Venice film festival open race ahead of awards


The guessing game is almost over at the Venice film festival, where few clear frontrunners for the Golden Lion award for best picture have emerged ahead of the prize ceremony on Saturday evening. By the end of the annual 11-day marathon of movies, press conferences, interviews and parties, critics and journalists normally agree on a handful of films they think could win the top honor, although their predictions are not always correct.

Last year, for example, Stephen Frears' "The Queen" was favorite to take the Golden Lion, but it went instead to a late entry from China which many had not even seen.

This year the favorite by a slight margin is "The Secret of the Grain" ("La Graine et le mulet") by Tunisian-born Abdellatif Kechiche, although much depends on whether the jury favors political cinema over arthouse film, or seeks a combination of the two.

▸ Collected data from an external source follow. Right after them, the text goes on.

//! Field Classifier — scores a résumé against every known field using the
//! trained term-weight tables.
//!
//! Confidences are independent per field (they do not sum to 1): each is a
//! saturating squash of the weighted term-overlap between the résumé's
//! tokens and the field's table, so values are comparable across fields.

use std::collections::BTreeMap;
use std::collections::HashMap;

use chrono::{DateTime, Utc};
use serde::{Deserialize, Serialize};

use crate::screening::normalize::NormalizedText;

/// Steepness of the `1 - e^(-k * overlap)` squash. Chosen so a résumé whose
/// vocabulary substantially overlaps a field's top terms lands near 1.0
/// while unrelated text stays near 0.
const SQUASH_SCALE: f64 = 30.0;

/// Learned per-field term weights. `BTreeMap` keeps serialization and
/// iteration deterministic for identical training runs.
#[derive(Debug, Clone, Serialize, Deserialize)]
pub struct FieldWeights {
    pub field: String,
    pub weights: BTreeMap<String, f64>,
    pub example_count: usize,
}

/// The trained model artifact. Immutable once trained; replaced only by
/// re-training and swapping the process-wide snapshot.
#[derive(Debug, Clone, Serialize, Deserialize)]
pub struct ClassifierModel {
    /// Per-field tables in catalog declaration order.
    pub fields: Vec<FieldWeights>,
    /// Every term the model knows, including catalog-seeded terms that never
    /// appeared in the corpus.
    pub vocabulary: Vec<String>,
    pub trained_at: DateTime<Utc>,
}

/// One field's confidence, in catalog declaration order inside
/// `FieldRecommendations`.
#[derive(Debug, Clone, Serialize, Deserialize)]
pub struct FieldConfidence {
    pub field: String,
    pub confidence: f64,
}

/// Per-field confidences, one entry per known field, catalog order.
#[derive(Debug, Clone, Serialize, Deserialize)]
pub struct FieldRecommendations {
    pub confidences: Vec<FieldConfidence>,
}

impl FieldRecommendations {
    /// The best-matching field: an explicit ordered scan with
    /// strict-greater-than comparison, so on ties the first-declared field
    /// wins. Deterministic by construction.
    pub fn best_match(&self) -> Option<&FieldConfidence> {
        let mut best: Option<&FieldConfidence> = None;
        for candidate in &self.confidences {
            match best {
                Some(current) if candidate.confidence > current.confidence => {
                    best = Some(candidate)
                }
                None => best = Some(candidate),
                _ => {}
            }
        }
        best
    }
}

/// Scores the résumé against every field in the model.
///
/// Deterministic for a given (model, text) pair; repeated calls return
/// identical confidences. Empty text yields 0.0 for every field.
pub fn recommend(model: &ClassifierModel, text: &NormalizedText) -> FieldRecommendations {
    let token_counts = count_tokens(text);
    let total_tokens = text.tokens.len();

    let confidences = model
        .fields
        .iter()
        .map(|fw| FieldConfidence {
            field: fw.field.clone(),
            confidence: field_confidence(fw, &token_counts, total_tokens),
        })
        .collect();

    FieldRecommendations { confidences }
}

fn count_tokens(text: &NormalizedText) -> HashMap<&str, usize> {
    let mut counts: HashMap<&str, usize> = HashMap::new();
    for token in &text.tokens {
        *counts.entry(token.as_str()).or_insert(0) += 1;
    }
    counts
}

fn field_confidence(
    field: &FieldWeights,
    token_counts: &HashMap<&str, usize>,
    total_tokens: usize,
) -> f64 {
    if total_tokens == 0 {
        return 0.0;
    }

    let overlap: f64 = token_counts
        .iter()
        .filter_map(|(token, count)| {
            field
                .weights
                .get(*token)
                .map(|w| w * (*count as f64 / total_tokens as f64))
        })
        .sum();

    (1.0 - (-SQUASH_SCALE * overlap).exp()).clamp(0.0, 1.0)
}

"No film has really stood out in people's minds as saying this is absolutely a winner, but I think that makes it more exciting, it means that people are guessing to the very last minute," said Jay Weissberg of Hollywood trade paper Variety.

Of the six U.S. productions in competition, two were about the Iraq war and one was on corporate corruption. There was also an Egyptian movie about police brutality, an Italian entry on the mafia and a British film about migrant labor.

At the other end of the spectrum, "En la Ciudad de Sylvia" by Spain's Jose Luis Guerin features virtually no dialogue and "Les Amours d'Astree et de Celadon" by France's Eric Rohmer is about nymphs and shepherdesses in a rural idyll.

Kechiche's film is not overtly political, but his tale of an Arab family seeking to realize a dream in southern France does touch on problems of integration by immigrants and whether they have what the director calls the "right to be different."

STAR POWER

Festival director Marco Mueller, facing competition from festivals in Rome and Toronto, succeeded in attracting some of Hollywood's biggest stars, although his decision to invite so many U.S. films was criticized for making Venice too commercial.

Brad Pitt and Angelina Jolie came to the canal city with their children, and George Clooney, Woody Allen, Johnny Depp, Charlize Theron and Keira Knightley all wowed the noisy crowds gathering along the red carpet each night.

One of the most talked-about films in competition was Brian De Palma's shocking "Redacted," which reconstructs the real-life rape of a 14-year-old Iraqi girl and her murder by U.S. forces.

It divided critics, however, between those who favored the direct approach to portraying the war in Iraq and those who felt it was heavy-handed and sloppy film making.

Paul Haggis' "In the Valley of Elah" about a soldier murdered after returning from Iraq, was more subtle and universally popular, particularly because of the strength of Tommy Lee Jones' lead performance.

Several male stars caught critics' attention this year, notably Casey Affleck in "The Assassination of Jesse James by the Coward Robert Ford," Clooney as the corporate "fixer" in "Michael Clayton" and Tony Leung in Ang Lee's "Lust, Caution."

Among the women, the favorite to win was British actress Kierston Wareing in Ken Loach's "It's a Free World..." and Cate Blanchett, one of six performers in off-the-wall casting to play the singer Bob Dylan in Todd Haynes' off-the-wall biopic "I'm Not there."